Les partisans du "Guide" au pouvoir depuis plus de 40 ans sont concentrés à Tripoli, où la milice Khamis disposerait de 9.000 combattants, de chars et d'avions, selon des informations non confirmées.
Signe que le pouvoir cherche à endiguer la vague de contestation, la télévision officielle libyenne a annoncé une aide de 400 dollars aux familles libyennes, ainsi que l'augmentation de 150% des salaires de certains fonctionnaires.
A Tobrouk, dans l'est, une manifestation a réuni un millier de personnes. Les manifestants brandissaient des drapeaux de la monarchie libyenne du roi Idriss Senoussi qui s'est imposé comme un symbole de l'insurrection. "Libye libre, Kadhafi dehors", "Le peuple veut la chute du régime", ont-ils lancé.
Musratha, troisième ville du pays, à quelque 150 km à l'est de Tripoli, a été désertée par les loyalistes à M. Kadhafi, mais des affrontements ont eu lieu sur une base aérienne située à proximité qui ont fait de nombreux morts, a affirmé à l'AFP un habitant.
De violents combats meurtriers avaient opposé ces derniers jours à Musratha partisans du régime "appuyés par des mercenaires africains" et manifestants, selon plusieurs témoignages.

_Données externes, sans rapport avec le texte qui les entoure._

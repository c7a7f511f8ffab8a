use std::time::Duration;

use tracing::{debug, warn};

use crate::cache::{Fill, PermissionCache};
use crate::config::AuthorizerConfig;
use crate::error::{Error, Result};
use crate::permission::PermissionSet;
use crate::store::Store;
use crate::types::UserId;

/// Role/permission authorizer with a per-user permission cache.
///
/// Permission checks are answered from a cached copy of the user's complete
/// permission set while it is younger than the TTL. Role queries always go to
/// the store. Role mutations invalidate the affected user's entry.
#[derive(Debug)]
pub struct Authorizer<S> {
    store: S,
    cache: PermissionCache,
}

/// Builder for [`Authorizer`].
#[derive(Debug)]
pub struct AuthorizerBuilder<S> {
    store: S,
    cache_ttl: Duration,
    cache_enabled: bool,
    reject_stale_fills: bool,
}

impl<S> AuthorizerBuilder<S> {
    /// Creates a new builder with default configuration.
    pub fn new(store: S) -> Self {
        Self::from_config(store, &AuthorizerConfig::default())
    }

    /// Creates a builder seeded from loaded settings.
    pub fn from_config(store: S, config: &AuthorizerConfig) -> Self {
        Self {
            store,
            cache_ttl: config.cache_ttl,
            cache_enabled: config.cache_enabled,
            reject_stale_fills: false,
        }
    }

    /// Sets how long a loaded permission set stays valid.
    pub fn cache_ttl(mut self, ttl: Duration) -> Self {
        self.cache_ttl = ttl;
        self
    }

    /// Enables or disables the permission cache.
    pub fn cache_enabled(mut self, on: bool) -> Self {
        self.cache_enabled = on;
        self
    }

    /// Drops cache fills whose load started before an invalidation.
    ///
    /// Off by default. Without it a slow load racing a role change can put
    /// pre-change permissions back into the cache until the TTL runs out.
    pub fn reject_stale_fills(mut self, on: bool) -> Self {
        self.reject_stale_fills = on;
        self
    }

    /// Builds the authorizer.
    pub fn build(self) -> Authorizer<S> {
        Authorizer {
            store: self.store,
            cache: PermissionCache::new(
                self.cache_ttl,
                self.cache_enabled,
                self.reject_stale_fills,
            ),
        }
    }
}

impl<S> Authorizer<S> {
    /// Sets the cache TTL. Applies to existing entries on their next lookup.
    pub fn set_cache_ttl(&self, ttl: Duration) {
        self.cache.set_ttl(ttl);
    }

    /// Returns the current cache TTL.
    pub fn cache_ttl(&self) -> Duration {
        self.cache.ttl()
    }

    /// Turns caching on.
    pub fn enable_cache(&self) {
        self.cache.set_enabled(true);
    }

    /// Turns caching off. Existing entries stay in memory but are not consulted.
    pub fn disable_cache(&self) {
        self.cache.set_enabled(false);
    }

    /// Returns whether lookups and fills use the cache.
    pub fn cache_enabled(&self) -> bool {
        self.cache.enabled()
    }

    /// Returns the number of users with a cache entry, expired or not.
    pub fn cached_users(&self) -> usize {
        self.cache.len()
    }

    /// Drops the cache entry for one user.
    pub fn invalidate_user(&self, user: &UserId) {
        if self.cache.invalidate(user) {
            debug!(user_id = %user, "permission cache entry invalidated");
        }
    }

    /// Drops every cache entry.
    pub fn invalidate_all_cache(&self) {
        let removed = self.cache.invalidate_all();
        debug!(removed, "permission cache cleared");
    }

    /// Removes expired entries now. Returns how many were removed.
    pub fn clean_expired_cache(&self) -> usize {
        self.cache.sweep()
    }
}

impl<S> Authorizer<S>
where
    S: Store,
{
    /// Creates an authorizer with default settings.
    pub fn new(store: S) -> Self {
        AuthorizerBuilder::new(store).build()
    }

    /// Checks whether a user holds a permission.
    pub async fn has_permission(&self, user_id: &str, permission: &str) -> Result<bool> {
        let user = UserId::parse(user_id)?;

        if let Some(allowed) = self.cache.lookup(&user, permission) {
            debug!(user_id = %user, permission, allowed, "permission cache hit");
            return Ok(allowed);
        }

        self.load_and_check(user, permission).await
    }

    /// Returns true on the first permission the user holds.
    ///
    /// Names are checked in order; the first error aborts the check.
    pub async fn has_any_permission<I>(&self, user_id: &str, permissions: I) -> Result<bool>
    where
        I: IntoIterator,
        I::Item: AsRef<str>,
    {
        for permission in permissions {
            if self.has_permission(user_id, permission.as_ref()).await? {
                return Ok(true);
            }
        }
        Ok(false)
    }

    /// Returns false on the first permission the user lacks.
    ///
    /// Names are checked in order; the first error aborts the check.
    pub async fn has_all_permissions<I>(&self, user_id: &str, permissions: I) -> Result<bool>
    where
        I: IntoIterator,
        I::Item: AsRef<str>,
    {
        for permission in permissions {
            if !self.has_permission(user_id, permission.as_ref()).await? {
                return Ok(false);
            }
        }
        Ok(true)
    }

    /// Checks role membership against the store. Never cached.
    pub async fn has_role(&self, user_id: &str, role: &str) -> Result<bool> {
        let user = UserId::parse(user_id)?;
        self.store
            .role_exists(user, role)
            .await
            .map_err(|source| Error::RoleQueryFailed {
                operation: "check role",
                source,
            })
    }

    /// Returns the user's role names in alphabetical order. Never cached.
    pub async fn user_roles(&self, user_id: &str) -> Result<Vec<String>> {
        let user = UserId::parse(user_id)?;
        self.store
            .resolve_roles(user)
            .await
            .map_err(|source| Error::RoleQueryFailed {
                operation: "get user roles",
                source,
            })
    }

    /// Assigns a role and invalidates the user's cached permissions.
    pub async fn assign_role(&self, user_id: &str, role: &str) -> Result<()> {
        let user = UserId::parse(user_id)?;
        self.store
            .upsert_role_assignment(user, role)
            .await
            .map_err(|source| {
                warn!(user_id = %user, role, error = %source, "role assignment failed");
                Error::RoleMutationFailed {
                    operation: "assign role",
                    source,
                }
            })?;
        self.invalidate_user(&user);
        Ok(())
    }

    /// Removes a role and invalidates the user's cached permissions.
    pub async fn remove_role(&self, user_id: &str, role: &str) -> Result<()> {
        let user = UserId::parse(user_id)?;
        self.store
            .delete_role_assignment(user, role)
            .await
            .map_err(|source| {
                warn!(user_id = %user, role, error = %source, "role removal failed");
                Error::RoleMutationFailed {
                    operation: "remove role",
                    source,
                }
            })?;
        self.invalidate_user(&user);
        Ok(())
    }

    /// Loads the user's permission set, answers `permission` from it and
    /// hands the set to the cache.
    async fn load_and_check(&self, user: UserId, permission: &str) -> Result<bool> {
        let ticket = self.cache.ticket();
        let loaded = self.store.resolve_permissions(user).await.map_err(|source| {
            warn!(user_id = %user, error = %source, "permission load failed");
            Error::PermissionLoadFailed(source)
        })?;
        let permissions: PermissionSet = loaded.into_iter().collect();
        let allowed = permissions.contains(permission);
        let count = permissions.len();

        match self.cache.fill(user, permissions, ticket) {
            Fill::Stored => debug!(user_id = %user, count, "permission cache filled"),
            Fill::Stale => {
                warn!(user_id = %user, "discarding permissions loaded before invalidation")
            }
            Fill::Disabled => {}
        }
        Ok(allowed)
    }
}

A l'ouest de Tripoli, dans la ville de Zawiyah (60 km), des "terroristes" ont égorgé plusieurs soldats, selon l'agence officielle Jana, alors que selon le journal libyen Quryna basé à Benghazi 23 personnes ont été tuées dans l'assaut des forces de sécurité contre la ville.
C'est aux habitants de cette ville que s'est adressé jeudi M. Kadhafi qui a a accusé dans un message audio à la télévision, Al-Qaïda d'orchestrer l'insurrection en donnant selon lui des "pilules hallucinogènes" aux opposants.
Deux jours plus tôt, il avait juré de réprimer l'insurrection, avertissant de possibles "boucheries". Les violences ont déjà fait plusieurs centaines de morts, de 300 à un millier selon les sources.
A l'étranger, l'indignation s'amplifie contre son régime, de plus en plus isolé après avoir été lâché par ses pairs arabes et plusieurs proches et diplomates, dont les ambassadeurs libyens à Paris et à l'Unesco, ainsi que Kadhaf al-Dam, proche conseiller et cousin du colonel Kadhafi.
Paris et Londres ont proposé au Conseil de sécurité de l'ONU qui se réunit à 20H00 GMT à New York un projet de résolution prévoyant "un embargo total sur les armes", "des sanctions", et une "saisine de la CPI pour crime contre l'humanité", selon la chef de la diplomatie française Michèle Alliot-Marie.
Les pays de l'Union européenne et l'Otan se préparent par ailleurs à mettre en place une zone d'exclusion aérienne en Libye pour interdire aux avions militaires libyens de voler, si l'ONU donne son feu vert, selon un diplomate.
La haut commissaire de l'ONU aux droits de l'Homme, Navi Pillay, s'est inquiétée de "la situation brutale et choquante".
Face au chaos en Libye, les évacuations dans des conditions difficiles par terre, mer et air continuent, plusieurs pays européens, au premier rang desquels l'Italie s'inquiétant d'une crise humanitaire du fait de l'exode de dizaines de milliers d'étrangers et de Libyens.
Le Programme alimentaire mondial de l'ONU a averti que la chaîne d'approvisionnement en nourriture en Libye "était en danger de s'effondrer". Les importations alimentaires n'arrivent plus dans les ports et la distribution en est compromise en raison des violences.